I've deployed SQLite to a large number of production software, from embedded
systems to web servers handling thousands of daily vistors. In fact, SQLite is
my tool of choice when it comes to a small/medium relational-db-based web
project.

Sqlite is not a toy db. It is an impressive piece of software engineering.

So, unless you have a very narrow definition of the word production, you
should do read up on SQLite (the official website is excellent) and seriously
consider it for your next project.

------
bjpirt
I'd been meaning to publish this post on doing a similar thing with Backbone
and Node.js. Now seems as good a time as any...

<http://pirt.co.uk/post/25095198148/hybrid-sql-nosql>

------
fdr
Underreported but very useful are the omnibus GIN/GiST indexes for hstores,
which let you index all the fields at once, not unlike the Postgres Full Text
Search feature:

[http://www.postgresql.org/docs/9.1/static/hstore.html#AEN133...](http://www.postgresql.org/docs/9.1/static/hstore.html#AEN133526)

It's more expensive to update than a more selective index, of course, but for
the ultimate in "do what I mean" optimization, this is it.
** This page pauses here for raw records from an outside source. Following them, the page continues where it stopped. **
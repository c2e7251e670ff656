//! Reference proof fold.
//!
//! Any remote verifier has to fold in exactly this order: siblings from the
//! leaf upwards, with the parity of the running gindex choosing which side the
//! current node goes on.

use sha2::{Digest, Sha256};
use thiserror::Error;

use crate::gindex::Gindex;
use crate::types::Hash32;

#[derive(Error, Debug, Clone, PartialEq, Eq)]
pub enum VerifyError {
    #[error("Malformed proof: gindex {gindex} does not match {rows} proof rows")]
    MalformedProof { gindex: Gindex, rows: usize },

    #[error(
        "Proof mismatch: expected root 0x{}, computed 0x{}",
        hex::encode(.expected),
        hex::encode(.computed)
    )]
    ProofMismatch { expected: Hash32, computed: Hash32 },
}

/// Fold `leaf` up through `proof` and return the root it commits to.
///
/// # Errors
/// `MalformedProof` if the number of rows does not match the depth of `gindex`.
pub fn fold(leaf: &Hash32, proof: &[Hash32], gindex: Gindex) -> Result<Hash32, VerifyError> {
    let malformed = || VerifyError::MalformedProof {
        gindex,
        rows: proof.len(),
    };
    if gindex == 0 || (proof.is_empty() && gindex != 1) {
        return Err(malformed());
    }

    let mut current = *leaf;
    let mut g = gindex;
    let mut hasher = Sha256::new();
    for (row, sibling) in proof.iter().enumerate() {
        if row + 1 == proof.len() && g != 2 && g != 3 {
            return Err(malformed());
        }
        if g & 1 == 1 {
            hasher.update(sibling);
            hasher.update(current);
        } else {
            hasher.update(current);
            hasher.update(sibling);
        }
        current = hasher.finalize_reset().into();
        g /= 2;
    }
    Ok(current)
}

/// Check that `leaf` at `gindex` folds to `expected_root`.
///
/// # Errors
/// `MalformedProof` on a length/gindex disagreement, `ProofMismatch` when the
/// folded root differs.
pub fn verify_proof(
    leaf: &Hash32,
    proof: &[Hash32],
    gindex: Gindex,
    expected_root: &Hash32,
) -> Result<(), VerifyError> {
    let computed = fold(leaf, proof, gindex)?;
    if computed != *expected_root {
        return Err(VerifyError::ProofMismatch {
            expected: *expected_root,
            computed,
        });
    }
    Ok(())
}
Unfortunately, I don't know if ORMs generate the right kind of SQL to use
those indexes, yet, but I don't see why they couldn't.

------
craigkerstiens
For those interested there's also a Rails equivalent post at -
[http://schneems.com/post/19298469372/you-got-nosql-in-my-
pos...](http://schneems.com/post/19298469372/you-got-nosql-in-my-postgres-
using-hstore-in-rails)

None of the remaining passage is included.